Cada vez que se insinúa la posibilidad de que haya que repetir estas elecciones, que aún no hemos celebrado, me acuerdo del libro Empantanados (Península, 2018), de Joan Coscubiela, histórico sindicalista (ya está retirado, pero nunca se deja de serlo, el sindicalismo no es una fe, es una cicatriz) y, también, a la sazón, diputado de los Comuns, en el Parlament de Catalunya. El título, Empantanados, se ofrecía como una metáfora, daba la impresión de que hablaba de aquel preciso momento; pero contenía una profecía. Ahora salta a la vista.

Cuando se aspira a cambiarlo todo, y lo único que se consigue es el inmovilismo más absoluto y patético, el agua del pantano se convierte en fango. Aquí hicimos un pantano con lodo, y ahora no hay manera de vaciarlo. No se trataba de marcarse un Gatopardo (el célebre libro de Lampedusa y su famosa frase, que viene a decir que todo cambie para que nada cambie), el cinismo iba por otro lado. Se trataba, más que de un felino, de un cocodrilo disecado, o cualquier otro habitante de los pantanos. Por eso no se mueve la criatura, porque nunca ha estado viva. Era como en Frankenstein, pero al revés. Los protagonistas del procés tuvieron en su mano la electricidad, la energía, el poder de la calle y el control de sus propios medios de comunicación, pero carecían de un nuevo cuerpo social en el que descargar la chispa. Y el cuerpo que existía lo dejaron paralítico a fuerza de chispazos.

¿Cómo salir, ahora, del fango? Recientemente, se ha visto que a título individual no se puede. Incluso hasta el presidente de Gobierno, Pedro Sánchez, lo ha intentado y sólo lo ha conseguido cinco días. De tal modo hemos constatado que se necesita exactamente todo lo contrario. Es una cuestión colectiva. No puede quedar ni una sola persona, ni una sola idea, ni una sola opinión, en el lodazar (salvo la fauna limícola, pero es otro capítulo). Cuando, hace casi cincuenta años, salimos del franquismo (otro fango, otros pantanos), hubo un consenso general, se propició en todos los niveles un estado de ánimo de convivencia y de tolerancia, todo ello en medio de tensiones más violentas que las de hoy.
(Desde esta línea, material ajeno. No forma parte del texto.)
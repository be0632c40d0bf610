//! Coordinator server — one TCP connection per node carries registration,
//! neighbor updates, and relayed handshake traffic as line-delimited JSON.

use std::net::SocketAddr;
use std::sync::Arc;
use std::time::Duration;

use anyhow::{Context, Result};
use dashmap::DashMap;
use tokio::io::{AsyncBufReadExt, AsyncWriteExt, BufReader};
use tokio::net::tcp::{OwnedReadHalf, OwnedWriteHalf};
use tokio::net::{TcpListener, TcpStream};
use tokio::sync::{broadcast, mpsc};

use strand_core::control::{ControlMessage, PeerIdentity};

use crate::registry::{Joined, StrandRegistry};

/// How long a fresh connection has to present its registration.
const REGISTER_DEADLINE: Duration = Duration::from_secs(10);

struct Shared {
    registry: StrandRegistry,
    /// Peer name → outbox feeding its control connection.
    conns: DashMap<String, mpsc::UnboundedSender<ControlMessage>>,
    control_endpoint: SocketAddr,
}

#[derive(Clone)]
pub struct Coordinator {
    shared: Arc<Shared>,
    shutdown_tx: broadcast::Sender<()>,
}

impl Coordinator {
    /// Bind and start accepting nodes.
    pub async fn bind(addr: &str) -> Result<Self> {
        let listener = TcpListener::bind(addr)
            .await
            .with_context(|| format!("failed to bind coordinator on {addr}"))?;
        let control_endpoint = listener.local_addr()?;
        tracing::info!(%control_endpoint, "coordinator listening");

        let shared = Arc::new(Shared {
            registry: StrandRegistry::new(),
            conns: DashMap::new(),
            control_endpoint,
        });
        let (shutdown_tx, _) = broadcast::channel(1);

        let coordinator = Self {
            shared: shared.clone(),
            shutdown_tx: shutdown_tx.clone(),
        };

        let mut shutdown_rx = shutdown_tx.subscribe();
        tokio::spawn(async move {
            loop {
                tokio::select! {
                    _ = shutdown_rx.recv() => {
                        tracing::info!("coordinator shutting down");
                        return;
                    }

                    accepted = listener.accept() => {
                        let (stream, peer_addr) = match accepted {
                            Ok(a) => a,
                            Err(e) => {
                                tracing::warn!(error = %e, "accept failed");
                                continue;
                            }
                        };
                        tracing::debug!(%peer_addr, "node connected");
                        let shared = shared.clone();
                        let shutdown = shutdown_tx.subscribe();
                        tokio::spawn(async move {
                            if let Err(e) = handle_connection(shared, stream, shutdown).await {
                                tracing::debug!(%peer_addr, error = %e, "connection closed");
                            }
                        });
                    }
                }
            }
        });

        Ok(coordinator)
    }

    pub fn endpoint(&self) -> SocketAddr {
        self.shared.control_endpoint
    }

    pub fn members(&self, strand: &str) -> Vec<String> {
        self.shared.registry.members(strand)
    }

    pub fn shutdown(&self) {
        let _ = self.shutdown_tx.send(());
    }
}

/// Serve one node: registration first, then route its traffic until the
/// connection drops, then stitch the chain around the departure.
async fn handle_connection(
    shared: Arc<Shared>,
    stream: TcpStream,
    mut shutdown: broadcast::Receiver<()>,
) -> Result<()> {
    let (read_half, mut writer) = stream.into_split();
    let mut reader = BufReader::new(read_half);
    let mut line = String::new();

    // Registration
    let n = tokio::time::timeout(REGISTER_DEADLINE, reader.read_line(&mut line))
        .await
        .context("registration deadline passed")??;
    if n == 0 {
        return Ok(());
    }

    let (identity, strand) = match ControlMessage::from_line(line.trim_end()) {
        Ok(ControlMessage::Register {
            name,
            payload_endpoint,
            strand,
        }) => (
            PeerIdentity {
                name,
                payload_endpoint,
            },
            strand,
        ),
        Ok(other) => {
            send_line(
                &mut writer,
                &ControlMessage::Error {
                    message: format!("expected register, got {other:?}"),
                },
            )
            .await?;
            return Ok(());
        }
        Err(e) => {
            send_line(
                &mut writer,
                &ControlMessage::Error {
                    message: format!("malformed registration: {e}"),
                },
            )
            .await?;
            return Ok(());
        }
    };

    let name = identity.name.clone();
    let joined = match shared.registry.register(identity.clone(), &strand) {
        Ok(j) => j,
        Err(e) => {
            tracing::warn!(%name, error = %e, "registration rejected");
            send_line(
                &mut writer,
                &ControlMessage::Error {
                    message: e.to_string(),
                },
            )
            .await?;
            return Ok(());
        }
    };

    tracing::info!(
        %name,
        %strand,
        endpoint = %identity.payload_endpoint,
        prev = joined.prev.as_ref().map(|p| p.name.as_str()).unwrap_or("NONE"),
        "peer registered"
    );

    // From here the peer is in the registry: whatever happens to the
    // connection, departure cleanup below must run.
    let result = serve_registered(
        &shared,
        &identity,
        &joined,
        &mut reader,
        &mut writer,
        &mut shutdown,
    )
    .await;

    shared.conns.remove(&name);
    if let Some(unlinked) = shared.registry.remove(&name) {
        tracing::info!(%name, "peer departed");
        if let Some(prev) = unlinked.prev {
            shared.push(
                &prev,
                ControlMessage::UpdateNext {
                    node: prev.clone(),
                    next: unlinked.new_next,
                },
            );
        }
    }

    result
}

/// Acknowledge, wire into the push fabric, fan out the join, serve.
async fn serve_registered(
    shared: &Arc<Shared>,
    identity: &PeerIdentity,
    joined: &Joined,
    reader: &mut BufReader<OwnedReadHalf>,
    writer: &mut OwnedWriteHalf,
    shutdown: &mut broadcast::Receiver<()>,
) -> Result<()> {
    let name = identity.name.as_str();

    send_line(
        writer,
        &ControlMessage::RegisterAck {
            prev: joined.prev.clone(),
            control_endpoint: shared.control_endpoint,
        },
    )
    .await?;

    let (outbox_tx, mut outbox_rx) = mpsc::unbounded_channel::<ControlMessage>();
    shared.conns.insert(name.to_string(), outbox_tx);

    // NEW_PEER to everyone already on the strand, UPDATE_NEXT to the
    // predecessor whose downstream just changed.
    for other in &joined.others {
        shared.push(
            other,
            ControlMessage::NewPeer {
                name: name.to_string(),
            },
        );
    }
    if let Some(prev) = &joined.prev {
        shared.push(
            &prev.name,
            ControlMessage::UpdateNext {
                node: prev.name.clone(),
                next: Some(identity.clone()),
            },
        );
    }

    serve_peer(shared, name, reader, writer, &mut outbox_rx, shutdown).await
}

async fn serve_peer(
    shared: &Arc<Shared>,
    name: &str,
    reader: &mut BufReader<OwnedReadHalf>,
    writer: &mut OwnedWriteHalf,
    outbox_rx: &mut mpsc::UnboundedReceiver<ControlMessage>,
    shutdown: &mut broadcast::Receiver<()>,
) -> Result<()> {
    let mut line = String::new();
    loop {
        line.clear();
        tokio::select! {
            _ = shutdown.recv() => return Ok(()),

            msg = outbox_rx.recv() => {
                let Some(msg) = msg else { return Ok(()) };
                send_line(writer, &msg).await?;
            }

            n = reader.read_line(&mut line) => {
                let n = n.context("read failed")?;
                if n == 0 {
                    return Ok(()); // node hung up
                }
                let trimmed = line.trim_end();
                if trimmed.is_empty() {
                    continue;
                }
                match ControlMessage::from_line(trimmed) {
                    Ok(msg) => route(shared, name, msg),
                    Err(e) => {
                        tracing::warn!(peer = %name, error = %e, "malformed control line, dropping");
                    }
                }
            }
        }
    }
}

/// Route one inbound message from a registered node.
fn route(shared: &Arc<Shared>, from_conn: &str, msg: ControlMessage) {
    match msg {
        ControlMessage::Offer { from, to, payload } => {
            relay(shared, from_conn, ControlMessage::Offer { from, to, payload });
        }
        ControlMessage::Answer { from, to, payload } => {
            relay(shared, from_conn, ControlMessage::Answer { from, to, payload });
        }
        ControlMessage::Candidate { from, to, payload } => {
            relay(shared, from_conn, ControlMessage::Candidate { from, to, payload });
        }

        ControlMessage::StreamComplete { origin } => {
            tracing::info!(tail = %from_conn, %origin, "stream fully delivered");
        }

        other => {
            tracing::warn!(peer = %from_conn, ?other, "unexpected message, dropping");
        }
    }
}

/// Deliver a handshake message to its addressee; tell the sender when the
/// addressee is unknown.
fn relay(shared: &Arc<Shared>, from_conn: &str, msg: ControlMessage) {
    let (to, kind) = match &msg {
        ControlMessage::Offer { to, .. } => (to.clone(), "offer"),
        ControlMessage::Answer { to, .. } => (to.clone(), "answer"),
        ControlMessage::Candidate { to, .. } => (to.clone(), "candidate"),
        _ => unreachable!("relay only sees handshake messages"),
    };

    if shared.push(&to, msg) {
        tracing::debug!(from = %from_conn, %to, kind, "relayed");
    } else {
        tracing::warn!(from = %from_conn, %to, kind, "addressee unknown");
        shared.push(
            from_conn,
            ControlMessage::Error {
                message: format!("no peer named '{to}'"),
            },
        );
    }
}

impl Shared {
    /// Push a message into a peer's outbox. False when the peer is gone.
    fn push(&self, to: &str, msg: ControlMessage) -> bool {
        match self.conns.get(to) {
            Some(tx) => tx.send(msg).is_ok(),
            None => false,
        }
    }
}

async fn send_line(writer: &mut OwnedWriteHalf, msg: &ControlMessage) -> Result<()> {
    let mut line = msg.to_line().context("control serialization")?;
    line.push('\n');
    writer
        .write_all(line.as_bytes())
        .await
        .context("control write failed")
}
Eso fue posible porque teníamos delante grandes aspiraciones, como acceder a la democracia y formar parte de los países desarrollados..., algo compartido en que creer. También fue posible porque se formaron nuevos partidos, y se recuperaron los prohibidos, y se crearon y reformaron instituciones para llevar todo eso a cabo.

Medio siglo sin limpiar los sumideros, sin mantenimiento, sin renovar las instalaciones, ha sido demasiado. Pero, en todo este tiempo, hemos aprendido muchas cosas, y hemos descubierto, o asumido, valores nuevos que nos empujan hacia delante. Parezco un discurso de navidad, pero voy en serio. Como se dice con léxico informático (nivel usuario), es comprensible que los partidos, sus dirigentes, aspiren a reformatear la sociedad, sus mecanismos; pero aún es mucho más importante que se reformateen a sí mismos, o seguirá todo empantanado. No sé si es a esto a lo que se refería el presidente Pedro Sánchez, o bien tan solo reaccionó como una víctima de este empantanamiento. Si, en vez de otro golpe de efecto, fue un grito de socorro. Las arenas movedizas pueden con todo. Devoraron el 15 M. Hay que salir de aquí como sea.